I'm using a regex parser to parse Apache log lines in standard format plus an added field between 'size' and 'referer' that I'll call 'elapsed'. I'm not able to parse correctly the fields after 'elapsed' field.

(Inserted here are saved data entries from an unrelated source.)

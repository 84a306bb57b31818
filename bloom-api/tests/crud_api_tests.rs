//! Integration tests for subjects, people, materials and generated content

mod helpers;

use axum::{
    body::Body,
    http::{Request, StatusCode},
};
use bloom_api::build_router;
use helpers::{delete, get, json_request, send, test_state, test_state_with, FakeCompletion};
use http_body_util::BodyExt;
use serde_json::{json, Value};
use std::sync::Arc;
use tower::util::ServiceExt;

async fn seed_teacher(state: &bloom_api::AppState) -> String {
    bloom_api::db::teachers::ensure_default_teacher(&state.db)
        .await
        .unwrap()
        .id
        .to_string()
}

async fn create_student(app: &axum::Router, username: &str, name: &str) -> Value {
    let (status, student) = send(
        app,
        json_request("POST", "/api/students", json!({ "username": username, "name": name })),
    )
    .await;
    assert_eq!(status, StatusCode::OK, "{}", student);
    student
}

#[tokio::test]
async fn test_teacher_lookup_without_teachers_is_not_found() {
    let (state, _dir) = test_state().await;
    let app = build_router(state);

    let (status, body) = send(&app, get("/api/teacher")).await;
    assert_eq!(status, StatusCode::NOT_FOUND);
    assert_eq!(body["error"], "Teacher not found");
}

#[tokio::test]
async fn test_subject_enrollment_flow() {
    let (state, _dir) = test_state().await;
    let teacher_id = seed_teacher(&state).await;
    let app = build_router(state);

    let (status, subject) = send(
        &app,
        json_request("POST", "/api/subjects", json!({ "name": "Chemistry", "teacherId": teacher_id })),
    )
    .await;
    assert_eq!(status, StatusCode::OK, "{}", subject);
    let subject_id = subject["id"].as_str().unwrap().to_string();

    let student = create_student(&app, "ada", "Ada").await;
    let student_id = student["id"].as_str().unwrap().to_string();

    let enroll = json!({ "subjectId": subject_id, "studentId": student_id });
    let (status, body) = send(&app, json_request("POST", "/api/subjects/enroll", enroll.clone())).await;
    assert_eq!(status, StatusCode::OK, "{}", body);
    assert_eq!(body["success"], true);

    let (status, _) = send(&app, json_request("POST", "/api/subjects/enroll", enroll.clone())).await;
    assert_eq!(status, StatusCode::CONFLICT);

    let (status, enrollment) = send(
        &app,
        json_request(
            "PATCH",
            "/api/enrollments/progress",
            json!({ "subjectId": subject_id, "studentId": student_id, "progress": 40 }),
        ),
    )
    .await;
    assert_eq!(status, StatusCode::OK, "{}", enrollment);
    assert_eq!(enrollment["progress"], 40);

    let (_, subjects) = send(&app, get("/api/subjects")).await;
    assert_eq!(subjects[0]["name"], "Chemistry");
    assert_eq!(subjects[0]["enrolled"][0]["name"], "Ada");
    assert_eq!(subjects[0]["enrolled"][0]["progress"], 40);

    let (_, students) = send(&app, get("/api/students")).await;
    assert_eq!(students[0]["enrolled"][0]["name"], "Chemistry");

    let (status, _) = send(&app, json_request("POST", "/api/subjects/remove", enroll.clone())).await;
    assert_eq!(status, StatusCode::OK);
    let (status, _) = send(&app, json_request("POST", "/api/subjects/remove", enroll)).await;
    assert_eq!(status, StatusCode::NOT_FOUND);
}

#[tokio::test]
async fn test_progress_outside_range_is_rejected() {
    let (state, _dir) = test_state().await;
    let teacher_id = seed_teacher(&state).await;
    let app = build_router(state);

    let (_, subject) = send(
        &app,
        json_request("POST", "/api/subjects", json!({ "name": "Art", "teacherId": teacher_id })),
    )
    .await;
    let student = create_student(&app, "grace", "Grace").await;
    let ids = json!({ "subjectId": subject["id"], "studentId": student["id"] });
    send(&app, json_request("POST", "/api/subjects/enroll", ids)).await;

    let (status, _) = send(
        &app,
        json_request(
            "PATCH",
            "/api/enrollments/progress",
            json!({ "subjectId": subject["id"], "studentId": student["id"], "progress": 101 }),
        ),
    )
    .await;
    assert_eq!(status, StatusCode::BAD_REQUEST);
}

#[tokio::test]
async fn test_subject_validation() {
    let (state, _dir) = test_state().await;
    let app = build_router(state);

    let (status, body) = send(&app, json_request("POST", "/api/subjects", json!({ "name": "Math" }))).await;
    assert_eq!(status, StatusCode::BAD_REQUEST);
    assert_eq!(body["error"], "Missing name or teacherId");

    let (status, _) = send(
        &app,
        json_request(
            "POST",
            "/api/subjects",
            json!({ "name": "Math", "teacherId": uuid::Uuid::new_v4().to_string() }),
        ),
    )
    .await;
    assert_eq!(status, StatusCode::NOT_FOUND);
}

#[tokio::test]
async fn test_student_creation_and_teacher_roster() {
    let (state, _dir) = test_state().await;
    let teacher_id = seed_teacher(&state).await;
    let app = build_router(state);

    let (status, body) = send(&app, json_request("POST", "/api/students", json!({ "name": "Nameless" }))).await;
    assert_eq!(status, StatusCode::BAD_REQUEST);
    assert_eq!(body["error"], "Username is required");

    let student = create_student(&app, "linus", "").await;
    assert_eq!(student["name"], "linus");

    let (status, _) = send(&app, json_request("POST", "/api/students", json!({ "username": "linus" }))).await;
    assert_eq!(status, StatusCode::CONFLICT);

    let (status, linked) = send(
        &app,
        json_request(
            "POST",
            "/api/teacher/add-student",
            json!({ "teacherId": teacher_id, "username": "linus" }),
        ),
    )
    .await;
    assert_eq!(status, StatusCode::OK, "{}", linked);
    assert_eq!(linked["id"], student["id"]);

    let (_, roster) = send(&app, get(&format!("/api/students?teacherId={}", teacher_id))).await;
    assert_eq!(roster.as_array().unwrap().len(), 1);

    let (status, _) = send(
        &app,
        json_request(
            "POST",
            "/api/teacher/add-student",
            json!({ "teacherId": teacher_id, "username": "nobody" }),
        ),
    )
    .await;
    assert_eq!(status, StatusCode::NOT_FOUND);

    let (status, _) = send(
        &app,
        json_request(
            "POST",
            "/api/teacher/remove-student",
            json!({ "teacherId": teacher_id, "studentId": student["id"] }),
        ),
    )
    .await;
    assert_eq!(status, StatusCode::OK);

    let (_, roster) = send(&app, get(&format!("/api/students?teacherId={}", teacher_id))).await;
    assert!(roster.as_array().unwrap().is_empty());
}

#[tokio::test]
async fn test_teacher_lookup_by_username() {
    let (state, _dir) = test_state().await;
    seed_teacher(&state).await;
    let app = build_router(state);

    let (status, teacher) = send(&app, get("/api/teacher?username=default-teacher")).await;
    assert_eq!(status, StatusCode::OK);
    assert_eq!(teacher["name"], "Default Teacher");

    let (status, body) = send(&app, get("/api/teacher?username=someone-else")).await;
    assert_eq!(status, StatusCode::NOT_FOUND);
    assert_eq!(body["error"], "Teacher not found");
}

#[tokio::test]
async fn test_material_with_blob_lifecycle() {
    let (state, dir) = test_state().await;
    let teacher_id = seed_teacher(&state).await;
    let app = build_router(state);

    let (_, subject) = send(
        &app,
        json_request("POST", "/api/subjects", json!({ "name": "Physics", "teacherId": teacher_id })),
    )
    .await;
    let subject_id = subject["id"].as_str().unwrap().to_string();

    let put = Request::builder()
        .method("PUT")
        .uri("/api/blobs/physics/week-1/notes.txt")
        .body(Body::from("Newton's laws"))
        .unwrap();
    let (status, _) = send(&app, put).await;
    assert_eq!(status, StatusCode::OK);

    let response = app
        .clone()
        .oneshot(get("/api/blobs/physics/week-1/notes.txt"))
        .await
        .unwrap();
    assert_eq!(response.status(), StatusCode::OK);
    assert_eq!(
        response.headers()["content-type"],
        "text/plain; charset=utf-8"
    );
    let bytes = response.into_body().collect().await.unwrap().to_bytes();
    assert_eq!(&bytes[..], b"Newton's laws");

    let (status, material) = send(
        &app,
        json_request(
            "POST",
            "/api/materials",
            json!({ "title": "Week 1 notes", "subjectId": subject_id, "storagePath": "physics/week-1/notes.txt" }),
        ),
    )
    .await;
    assert_eq!(status, StatusCode::OK, "{}", material);
    assert_eq!(material["contentUrl"], "/api/blobs/physics/week-1/notes.txt");

    let (_, listed) = send(&app, get(&format!("/api/materials?subjectId={}", subject_id))).await;
    assert_eq!(listed.as_array().unwrap().len(), 1);

    let (status, _) = send(
        &app,
        delete(&format!("/api/materials?id={}", material["id"].as_str().unwrap())),
    )
    .await;
    assert_eq!(status, StatusCode::OK);
    assert!(!dir.path().join("blobs/physics/week-1/notes.txt").exists());

    let (status, _) = send(&app, get("/api/blobs/physics/week-1/notes.txt")).await;
    assert_eq!(status, StatusCode::NOT_FOUND);
}

#[tokio::test]
async fn test_blob_paths_cannot_escape_store() {
    let (state, _dir) = test_state().await;
    let app = build_router(state);

    let put = Request::builder()
        .method("PUT")
        .uri("/api/blobs/a/%2E%2E/%2E%2E/escape.txt")
        .body(Body::from("x"))
        .unwrap();
    let (status, body) = send(&app, put).await;
    assert_eq!(status, StatusCode::BAD_REQUEST, "{}", body);
}

#[tokio::test]
async fn test_material_requires_url_or_blob() {
    let (state, _dir) = test_state().await;
    let teacher_id = seed_teacher(&state).await;
    let app = build_router(state);

    let (_, subject) = send(
        &app,
        json_request("POST", "/api/subjects", json!({ "name": "Biology", "teacherId": teacher_id })),
    )
    .await;

    let (status, body) = send(
        &app,
        json_request("POST", "/api/materials", json!({ "title": "Slides", "subjectId": subject["id"] })),
    )
    .await;
    assert_eq!(status, StatusCode::BAD_REQUEST);
    assert_eq!(body["error"], "Missing contentUrl or storagePath");

    let (status, material) = send(
        &app,
        json_request(
            "POST",
            "/api/materials",
            json!({ "title": "Slides", "subjectId": subject["id"], "contentUrl": "https://example.com/slides.pdf" }),
        ),
    )
    .await;
    assert_eq!(status, StatusCode::OK);
    assert!(material["storagePath"].is_null());
}

const ROADMAP_REPLY: &str = r#"Here is the roadmap:
{
  "title": "Chemistry Roadmap",
  "description": "From atoms to reactions",
  "milestones": [
    {
      "title": "Atomic structure",
      "description": "Protons, neutrons, electrons",
      "tasks": [{ "title": "Read chapter 1", "description": "Atoms", "resources": ["Textbook"] }]
    }
  ]
}"#;

#[tokio::test]
async fn test_generate_and_publish_roadmap() {
    let (state, _dir) = test_state_with(Arc::new(FakeCompletion::always(ROADMAP_REPLY))).await;
    let app = build_router(state);

    let (status, body) = send(&app, get("/api/generate-roadmap?subject=Chemistry")).await;
    assert_eq!(status, StatusCode::OK, "{}", body);
    assert_eq!(body["roadmap"]["milestones"][0]["title"], "Atomic structure");

    let (status, published) = send(
        &app,
        json_request(
            "POST",
            "/api/publish-roadmap",
            json!({ "subject": "Chemistry", "roadmap": body["roadmap"] }),
        ),
    )
    .await;
    assert_eq!(status, StatusCode::OK, "{}", published);
    assert_eq!(published["success"], true);
    assert_eq!(published["roadmap"]["subject"], "Chemistry");

    let (status, stored) = send(&app, get("/api/publish-roadmap?subject=Chemistry")).await;
    assert_eq!(status, StatusCode::OK);
    assert_eq!(stored["roadmap"]["title"], "Chemistry Roadmap");

    let (status, _) = send(&app, get("/api/publish-roadmap?subject=Geology")).await;
    assert_eq!(status, StatusCode::NOT_FOUND);

    let (status, body) = send(&app, get("/api/generate-roadmap")).await;
    assert_eq!(status, StatusCode::BAD_REQUEST);
    assert_eq!(body["error"], "Subject parameter is required");
}

#[tokio::test]
async fn test_unusable_roadmap_reply_is_server_error() {
    let (state, _dir) = test_state_with(Arc::new(FakeCompletion::always("no roadmap today"))).await;
    let app = build_router(state);

    let (status, body) = send(&app, get("/api/generate-roadmap?subject=Art")).await;
    assert_eq!(status, StatusCode::INTERNAL_SERVER_ERROR);
    assert_eq!(body["error"], "Failed to generate roadmap");
}

#[tokio::test]
async fn test_lesson_details() {
    let service = FakeCompletion::always(r#"{"objectives": "define limits", "coreConcepts": "epsilon-delta"}"#);
    let (state, _dir) = test_state_with(Arc::new(service)).await;
    let app = build_router(state);

    let (status, body) = send(
        &app,
        json_request("POST", "/api/lesson-details", json!({ "lessonName": "Limits" })),
    )
    .await;
    assert_eq!(status, StatusCode::OK, "{}", body);
    assert_eq!(body["objectives"], "define limits");
    assert_eq!(body["coreConcepts"], "epsilon-delta");

    let (status, body) = send(&app, json_request("POST", "/api/lesson-details", json!({}))).await;
    assert_eq!(status, StatusCode::BAD_REQUEST);
    assert_eq!(body["error"], "Missing lessonName");
}

#[tokio::test]
async fn test_lesson_details_degrade_to_empty_strings() {
    let (state, _dir) = test_state_with(Arc::new(FakeCompletion::always("I cannot help with that"))).await;
    let app = build_router(state);

    let (status, body) = send(
        &app,
        json_request("POST", "/api/lesson-details", json!({ "lessonName": "Limits" })),
    )
    .await;
    assert_eq!(status, StatusCode::OK);
    assert_eq!(body["objectives"], "");
    assert_eq!(body["coreConcepts"], "");
}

Can you help?
Line to parse:
10.1.1.1 - - [16/Nov/2022:15:34:38 0000] "GET /server-status HTTP/1.1" 200 32 0 "-" "kube-probe/1.21"
Regex:
^(?<host>[^ ]*) [^ ]* (?<user>[^ ]*) \[(?<time>[^\]]*)\] "(?<method>\S )(?: (?<path>[^ ]*) \S*)?" (?<code>[^ ]*) (?<size>[^ ]*) (?<elapsed>[^ ]*) (?: "(?<referer>[^\"]*)" "(?<agent>.*)")?
Result:
host 10.121.17.62
user -
time 16/Nov/2022:15:34:38 0000
method GET
path /server-status
code 200
size 32057
elapsed 0
referer
agent
Expected result:
host 10.121.17.62
user -
time 16/Nov/2022:15:34:38 0000
method GET
path /server-status
code 200
size 32057
elapsed 0
referer -
agent kube-probe/1.21
CodePudding user response:
The space before the optional non-capturing group ((?: "(?<referer>[^\"]*)" "(?<agent>.*)")?
) must be removed, and it will solve the problem.
However, I would recomment using
^(?<host>\S ) \S (?<user>\S ) \[(?<time>[^\]]*)\] "(?<method>\S )(?: (?<path>\S ) \S*)?" (?<code>\S ) (?<size>\S ) (?<elapsed>\S )(?: "(?<referer>[^"]*)" "(?<agent>.*)")?
See the regex demo. Here, I replaced [^ ]*
with \S
since it is what is meant, match one or more non-whitespace chars.